International Patent Registration
A patent can be registered internationally by following a PCT route or by convention route/direct filing. The PCT route helps an applicant to file patent application for the same invention in many countries simultaneously. Provided, the designated countries are member of the Paris convention. The PCT international application can be filed with the International Bureau under WIPO as the receiving office or can be filed with the Indian patent office as a receiving office. Requisite fee along with application should be submitted. An international filing date is accorded to an applicant by the receiving office having the same effect as having being filed in designated countries chosen by an applicant. The patent application is filed in triplicate with the Indian Patent office. The first being the “record copy” which is sent to International Bureau, the second being the “search copy” which is sent to the International Searching Authority. The third being the “home copy” which is kept by the receiving office.
As per section 39 of the Indian Patent Act, 1970, prior permission from the Indian government has to be taken by a resident of India, to file an international application under PCT or the same application has to be filed in India, at least six weeks before filing of the international application. The provision of this section is there to check, if any information related to the defense purposes is being leaked to other countries.
PCT route is beneficial for an applicant willing to file patent application in many countries, as it saves money and time of an applicant.
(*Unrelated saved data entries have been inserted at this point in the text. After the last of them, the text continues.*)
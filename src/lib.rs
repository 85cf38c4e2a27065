//! # Task Tracker
//!
//! A task tracking back-end built with Axum and PostgreSQL, shipped with the
//! container topology it runs under and its migrate/seed lifecycle.
//!
//! ## Architecture
//!
//! This crate follows Clean Architecture principles with clear layer separation:
//!
//! - **Domain Layer** ([`domain`]) - Entities, permission rules and repository traits
//! - **Application Layer** ([`application`]) - Auth, task and seed services
//! - **Infrastructure Layer** ([`infrastructure`]) - PostgreSQL, migrations, notifications
//! - **API Layer** ([`api`]) - REST API handlers, DTOs, and middleware
//! - **Deployment** ([`deploy`]) - Compose descriptor, environment binding, orchestrator driver
//!
//! ## Quick Start
//!
//! ```bash
//! cp .env.example .env
//! docker compose up --build
//! docker compose exec app admin migrate
//! docker compose exec app admin seed
//! ```
//!
//! ## Configuration
//!
//! Service configuration is loaded from environment variables via [`config::Config`].
//! See [`config`] module for available options.

pub mod api;
pub mod application;
pub mod deploy;
pub mod domain;
pub mod error;
pub mod infrastructure;
pub mod state;
pub mod utils;

pub mod config;
pub mod server;
pub mod telemetry;

pub mod routes;

pub use error::AppError;
pub use state::AppState;

/// Commonly used types for external consumers.
///
/// Re-exports frequently used types to simplify imports for library users
/// and integration tests.
pub mod prelude {
    pub use crate::application::services::{AuthService, SeedService, TaskService};
    pub use crate::domain::entities::{Task, TaskStatus, User, UserRole};
    pub use crate::domain::permissions::Principal;
    pub use crate::error::AppError;
    pub use crate::state::AppState;
}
A patent application can be filed in 143 member countries via the PCT international filing route. The international patent application under PCT once filed, is searched by the searching authorities and examined by the examination authorities. ISR (International search report) and IPER (International preliminary examination report) are issued, which provides an applicant an idea about the novelty and patentability scope of the invention. Based on these reports, an applicant can decide whether to proceed further with the national phase filing or not. National phase of the PCT application requires further national filing fee to be paid. Moreover, the applicant has to bear the cost of prosecuting the application in the desired countries, which would be futile if the invention is not patentable.